Menurutnya, dibutuhkan strategi untuk mengoptimalkan potensi ekonomi digital tersebut dengan cepat. Bila tak bergerak cepat, daya saing Indonesia diyakininya akan tergerus.
"Karena global player akan berjalan lebih cepat dari apa yang kita lakukan. Indonesia akan menjadi penonton, akan menjadi pasar dari para pelaku di luar Indonesia," terang Wimboh.
Apalagi, masih terdapat 4 tantangan besar yang harus dihadapi.
Pertama, jangkauan konektivitas. Belum seluruh wilayah di Nusantara memiliki koneksi Internet yang baik.
Kedua, tingkat literasi digital yang masih perlu ditingkatkan, terutama masyarakat di daerah yang belum bankable, para pelaku sektor informal dan UMKM.
Ketiga, semakin meningkatnya kejahatan cyber dan adanya potensi penyalahgunaan data pribadi dengan menggunakan teknik manipulasi data yang bervariasi.
"Dalam memitigasi hal ini, sangat dibutuhkan dukungan perundang-undangan dan peraturan pelaksana yang jelas, serta enforcement yang tegas," tutur Wimboh seraya menambahkan, jumlah talenta digital pun masih belum memadai.
OJK menyambut baik banyaknya startup yang bermunculan. Sebab, itu memberikan kemudahan kepada para entrepreneur, plus memberikan kenyamanan serta kualitas produk kepada konsumen. Saat ini, jumlah startup milik Indonesia lebih dari 2.100, dengan 4 unicorn dan 1 decacorn.

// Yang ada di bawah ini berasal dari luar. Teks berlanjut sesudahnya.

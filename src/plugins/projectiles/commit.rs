//! Return commit: recycle finished entities back into their pools.
//!
//! This system is the "owner" of the *Inactive invariants*.
//!
//! Invariant: Inactive pooled entities must be:
//! - hidden
//! - at rest (no linear or angular velocity)
//! - colliding with nothing (filters empty)
//! - released in their pool's bookkeeping

use avian2d::prelude::*;
use bevy::prelude::*;

use super::components::{Pooled, ProjectileState};
use super::pool::{Pools, inactive_layers};

pub fn return_to_pool_commit(
    mut pools: ResMut<Pools>,
    mut q: Query<(
        Entity,
        &Pooled,
        &mut ProjectileState,
        &mut Visibility,
        &mut LinearVelocity,
        &mut AngularVelocity,
        &mut CollisionLayers,
    )>,
) {
    for (e, pooled, mut state, mut vis, mut vel, mut spin, mut layers) in &mut q {
        if *state != ProjectileState::PendingReturn {
            continue;
        }

        *state = ProjectileState::Inactive;
        *vis = Visibility::Hidden;
        vel.0 = Vec2::ZERO;
        spin.0 = 0.0;
        *layers = inactive_layers(pooled.kind);

        pools.get_mut(pooled.kind).release(e);
    }
}
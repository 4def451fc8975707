//! Physics plugin: avian2d with a top-down (gravity-free) world.
//!
//! Reads `Tunables`, so it must be registered after the core plugin.

use avian2d::prelude::*;
use bevy::prelude::*;

use crate::common::tunables::Tunables;

pub fn plugin(app: &mut App) {
    let ppm = app
        .world()
        .get_resource::<Tunables>()
        .map(|t| t.pixels_per_meter)
        .unwrap_or_else(|| Tunables::default().pixels_per_meter);
    app.add_plugins(PhysicsPlugins::default().with_length_unit(ppm));
    app.insert_resource(Gravity(Vec2::ZERO));
}
use avian2d::prelude::*;
use bevy::platform::collections::HashSet;
use bevy::prelude::*;

use crate::common::layers::Layer;
use crate::plugins::damage::{apply_damage, smoke::Health};
use crate::plugins::effects::{AudioCue, EffectRequest, VisualKind};

use super::components::{Payload, PoolKind, Pooled, ProjectileState};

#[derive(Clone, Copy, Debug)]
struct CollisionTarget {
    collider: Entity,
    body: Option<Entity>,
}

impl CollisionTarget {
    #[inline]
    fn gameplay_owner(self) -> Entity {
        self.body.unwrap_or(self.collider)
    }
}

#[inline]
fn targets(ev: &CollisionStart) -> (CollisionTarget, CollisionTarget) {
    (
        CollisionTarget {
            collider: ev.collider1,
            body: ev.body1,
        },
        CollisionTarget {
            collider: ev.collider2,
            body: ev.body2,
        },
    )
}

#[inline]
fn is_in_layer(layers: &CollisionLayers, layer: Layer) -> bool {
    layers.memberships.has_all(layer)
}

/// Effects for a projectile that stops at `position`.
pub fn write_detonation(kind: PoolKind, position: Vec2, effects: &mut MessageWriter<EffectRequest>) {
    let (visual, cue) = if kind.explodes() {
        (VisualKind::Explosion, AudioCue::Explosion)
    } else {
        (VisualKind::Impact, AudioCue::Impact)
    };
    effects.write(EffectRequest::SpawnVisual {
        kind: visual,
        position,
        rotation: 0.0,
    });
    effects.write(EffectRequest::Audio(cue));
}

/// Resolve projectile impacts reported by physics.
///
/// Any impact ends the projectile: world hits just stop it, enemy hits also apply
/// its payload. Casings are debris and are skipped.
pub fn process_projectile_impacts(
    mut started: MessageReader<CollisionStart>,
    // Fast "is this pooled?" check
    q_is_pooled: Query<(), With<Pooled>>,
    mut q_projectiles: Query<(&Pooled, &Payload, &mut ProjectileState, &Transform)>,
    // Read layers from collider entities
    q_layers: Query<&CollisionLayers>,
    mut q_health: Query<&mut Health>,
    mut effects: MessageWriter<EffectRequest>,
    // Per-frame dedupe
    mut seen: Local<HashSet<Entity>>,
) {
    seen.clear();

    for ev in started.read() {
        let (t1, t2) = targets(ev);

        let p1 = q_is_pooled.contains(t1.collider);
        let p2 = q_is_pooled.contains(t2.collider);
        if !(p1 ^ p2) {
            continue; // must be exactly one pooled entity
        }
        let (projectile_side, other_side) = if p1 { (t1, t2) } else { (t2, t1) };

        if !seen.insert(projectile_side.collider) {
            continue;
        }

        let Ok(other_layers) = q_layers.get(other_side.collider) else {
            continue;
        };

        let Ok((pooled, payload, mut state, tf)) = q_projectiles.get_mut(projectile_side.collider) else {
            continue;
        };

        if !pooled.kind.is_projectile() || *state != ProjectileState::Active {
            continue;
        }

        let position = tf.translation.truncate();

        if is_in_layer(other_layers, Layer::World) {
            *state = ProjectileState::PendingReturn;
            write_detonation(pooled.kind, position, &mut effects);
            continue;
        }

        if is_in_layer(other_layers, Layer::Enemy) {
            let enemy = other_side.gameplay_owner();
            if let Ok(mut health) = q_health.get_mut(enemy) {
                apply_damage(enemy, &mut health, payload.damage, &mut effects);
            }

            *state = ProjectileState::PendingReturn;
            write_detonation(pooled.kind, position, &mut effects);
        }
    }
}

"Khusus untuk sektor perbankan, transformasi digital menjadi fokus kami ke depan agar menjadi lebih kompetitif, memiliki kualitas produk yang baik, layanan yang memuaskan dan coverage yang luas, sehingga lebih efisien serta meningkatkan daya saing industri perbankan di kancah nasional, regional dan global," tuturnya.